Also known as: flag negatives, flag negative, flag lowers, wall bars flag negatives, side flag lowers
What is Human flag negatives?
Human flag negatives are a controlled eccentric variation of the human flag where you slowly lower from a horizontal hold to build shoulder, oblique and core strength. This hard-level calisthenics drill emphasizes scapular stability, anti-rotation control and slow eccentric strength; perform both sides for balanced development.
How to Do Human flag negatives
- Set hand placement: Grip the wall bars with one hand higher and one lower, thumbs wrapped. Ensure a firm, shoulder-width grip for stability and safety.
- Walk legs up: Walk your feet up the bars or wall until your body approaches horizontal. Keep hips stacked and legs tight to maintain alignment.
- Engage core and shoulders: Brace your core, retract your scapulae and push through the higher hand to create full-body tension. Keep shoulders packed and ribs down.
- Lower with control: Slowly lower your body using eccentric strength, maintaining a straight line. Aim for a 3-5 second descent and breathe steadily throughout.
- Return and switch: Stop before form breaks, walk feet down or use assistance to return upright, rest, then repeat on the opposite side for balanced development.
Muscle Groups
Core
Description
Grip the wall bars with one hand lower and one higher. Walk your legs up to get into position. With your body straight and core engaged, slowly lower yourself down with control. Focus on building shoulder, oblique, and core strength. Perform on both sides for balanced development.Frequently Asked Questions
What are the benefits of human flag negatives?
Human flag negatives build eccentric shoulder, oblique and core strength while improving scapular stability and anti-rotation control. They develop the tension and motor control needed for full human flag holds and transfer to other unilateral calisthenics skills when progressed slowly and consistently.
What common mistakes should I avoid?
Common mistakes include hips sagging, bent legs, shrugging the top shoulder and rushing the descent.
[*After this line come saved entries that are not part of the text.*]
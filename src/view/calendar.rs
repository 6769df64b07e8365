use chrono::{NaiveDate, Utc};
use chrono_tz::Tz;
use serde::{Deserialize, Serialize};

use crate::model::Match;
use crate::query::{self, MatchCalendar};
use crate::view::Reducer;

/// How the schedule is laid out.
#[derive(
    Debug,
    Default,
    Clone,
    Copy,
    PartialEq,
    Eq,
    Hash,
    Serialize,
    Deserialize,
    strum_macros::Display,
    strum_macros::EnumString,
)]
#[strum(serialize_all = "lowercase")]
#[serde(rename_all = "lowercase")]
pub enum ViewMode {
    /// One selected day at a time.
    #[default]
    Calendar,
    /// Every match in start order.
    List,
}

/// State of the schedule page.
#[derive(Debug, Clone, Copy, PartialEq, Eq)]
pub struct CalendarState {
    pub selected_date: NaiveDate,
    pub view_mode: ViewMode,
}

#[derive(Debug, Clone, Copy, PartialEq, Eq)]
pub enum CalendarAction {
    SelectDate(NaiveDate),
    SetViewMode(ViewMode),
}

impl CalendarState {
    pub fn new(selected_date: NaiveDate) -> Self {
        Self {
            selected_date,
            view_mode: ViewMode::default(),
        }
    }

    /// Start on the current day in `time_zone`.
    pub fn today(time_zone: Tz) -> Self {
        Self::new(query::day_of(Utc::now(), time_zone))
    }

    pub fn view<'a>(&self, calendar: &MatchCalendar<'a>) -> CalendarView<'a> {
        let matches = match self.view_mode {
            ViewMode::Calendar => calendar.matches_on_date(self.selected_date).to_vec(),
            ViewMode::List => query::sort_chronologically(calendar.matches()),
        };
        CalendarView {
            selected_date: self.selected_date,
            highlighted: calendar.dates_with_matches(),
            matches,
        }
    }
}

impl Reducer for CalendarState {
    type Action = CalendarAction;

    fn reduce(self, action: CalendarAction) -> Self {
        match action {
            CalendarAction::SelectDate(selected_date) => Self {
                selected_date,
                ..self
            },
            CalendarAction::SetViewMode(view_mode) => Self { view_mode, ..self },
        }
    }
}

/// What the schedule page renders for a given state.
#[derive(Debug, Clone, PartialEq)]
pub struct CalendarView<'a> {
    pub selected_date: NaiveDate,
    /// Days to mark in the date picker.
    pub highlighted: Vec<NaiveDate>,
    pub matches: Vec<&'a Match>,
}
Fix these by tightening glutes and legs, engaging scapular retractors, slowing the tempo and stopping if you feel sharp shoulder pain.
How can I progress or what are alternatives?
Progress with tuck negatives, band-assisted flag holds, or incline flag negatives on lower bars. Alternatives that build similar anti-rotation strength include side levers, side planks with weight, and hanging oblique raises to prepare shoulders and core.